• [What you should do]
Tally the lines of the records that contain the string "Hash", then give the total and nothing more.

• [Data for the task]
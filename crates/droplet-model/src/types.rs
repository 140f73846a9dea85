// SPDX-License-Identifier: Apache-2.0
// © James Ross Ω FLYING•ROBOTS <https://github.com/flyingrobots>
//! Droplet identity, placement and shape.

use core::fmt;

use serde::{Deserialize, Serialize};

/// Identifier of a droplet within one source session.
///
/// Ids are stable for the lifetime of a droplet but are only unique within a
/// single run of the upstream service. The process id is kept alongside the
/// droplet id so droplets owned by different processes never collide.
#[derive(Clone, Copy, Debug, PartialEq, Eq, PartialOrd, Ord, Hash, Serialize, Deserialize)]
pub struct DropletId {
    /// Process that owns the droplet.
    #[serde(default)]
    pub process_id: u64,
    /// Droplet number assigned by the owning process.
    pub id: u64,
}

impl DropletId {
    /// Id in the default process (0).
    pub const fn new(id: u64) -> Self {
        Self { id, process_id: 0 }
    }

    /// Id owned by a specific process.
    pub const fn in_process(process_id: u64, id: u64) -> Self {
        Self { id, process_id }
    }
}

impl fmt::Display for DropletId {
    fn fmt(&self, f: &mut fmt::Formatter<'_>) -> fmt::Result {
        write!(f, "{}:{}", self.process_id, self.id)
    }
}

/// Grid coordinate (row `y`, column `x`).
#[derive(
    Clone, Copy, Debug, Default, PartialEq, Eq, PartialOrd, Ord, Hash, Serialize, Deserialize,
)]
pub struct Location {
    /// Row.
    pub y: i32,
    /// Column.
    pub x: i32,
}

impl Location {
    /// Builds a location from `(x, y)` order.
    pub const fn xy(x: i32, y: i32) -> Self {
        Self { y, x }
    }
}

impl fmt::Display for Location {
    fn fmt(&self, f: &mut fmt::Formatter<'_>) -> fmt::Result {
        write!(f, "({}, {})", self.x, self.y)
    }
}

/// Size and footprint of a droplet.
#[derive(Clone, Copy, Debug, PartialEq, Serialize, Deserialize)]
pub struct Extent {
    /// Droplet volume in arbitrary units.
    pub volume: f64,
    /// Footprint in grid cells (`x` columns by `y` rows).
    pub dimensions: Location,
}

impl Default for Extent {
    fn default() -> Self {
        Self {
            volume: 1.0,
            dimensions: Location { y: 1, x: 1 },
        }
    }
}

/// One droplet as it appears in a single frame.
#[derive(Clone, Debug, PartialEq, Serialize, Deserialize)]
pub struct EntitySnapshot {
    /// Stable droplet id.
    pub id: DropletId,
    /// Top-left cell of the droplet footprint.
    pub location: Location,
    /// Volume and footprint.
    #[serde(flatten)]
    pub extent: Extent,
    /// Opaque display string.
    #[serde(default, rename = "info")]
    pub label: String,
}

impl EntitySnapshot {
    /// Snapshot with a unit extent and an empty label.
    pub fn new(id: DropletId, location: Location) -> Self {
        Self {
            id,
            location,
            extent: Extent::default(),
            label: String::new(),
        }
    }

    /// Replaces the extent.
    pub fn with_extent(mut self, extent: Extent) -> Self {
        self.extent = extent;
        self
    }

    /// Replaces the label.
    pub fn with_label(mut self, label: impl Into<String>) -> Self {
        self.label = label.into();
        self
    }
}

#[cfg(test)]
mod tests {
    #![allow(clippy::unwrap_used)]
    use super::*;

    #[test]
    fn decodes_service_droplet_info() {
        let json = r#"{
            "id": {"id": 3, "process_id": 1},
            "location": {"y": 2, "x": 5},
            "volume": 2.0,
            "dimensions": {"y": 1, "x": 2}
        }"#;
        let snap: EntitySnapshot = serde_json::from_str(json).unwrap();
        assert_eq!(snap.id, DropletId::in_process(1, 3));
        assert_eq!(snap.location, Location::xy(5, 2));
        assert_eq!(snap.extent.dimensions, Location::xy(2, 1));
        assert!((snap.extent.volume - 2.0).abs() < f64::EPSILON);
        assert!(snap.label.is_empty());
    }

    #[test]
    fn label_is_read_from_info() {
        let json = r#"{
            "id": {"id": 0},
            "location": {"y": 0, "x": 0},
            "volume": 1.0,
            "dimensions": {"y": 1, "x": 1},
            "info": "sample"
        }"#;
        let snap: EntitySnapshot = serde_json::from_str(json).unwrap();
        assert_eq!(snap.label, "sample");
        assert_eq!(snap.id, DropletId::new(0));
    }

    #[test]
    fn ids_order_by_process_then_id() {
        let a = DropletId::in_process(0, 9);
        let b = DropletId::in_process(1, 0);
        assert!(a < b);
        assert_eq!(a.to_string(), "0:9");
    }
}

• [Exercise response]
2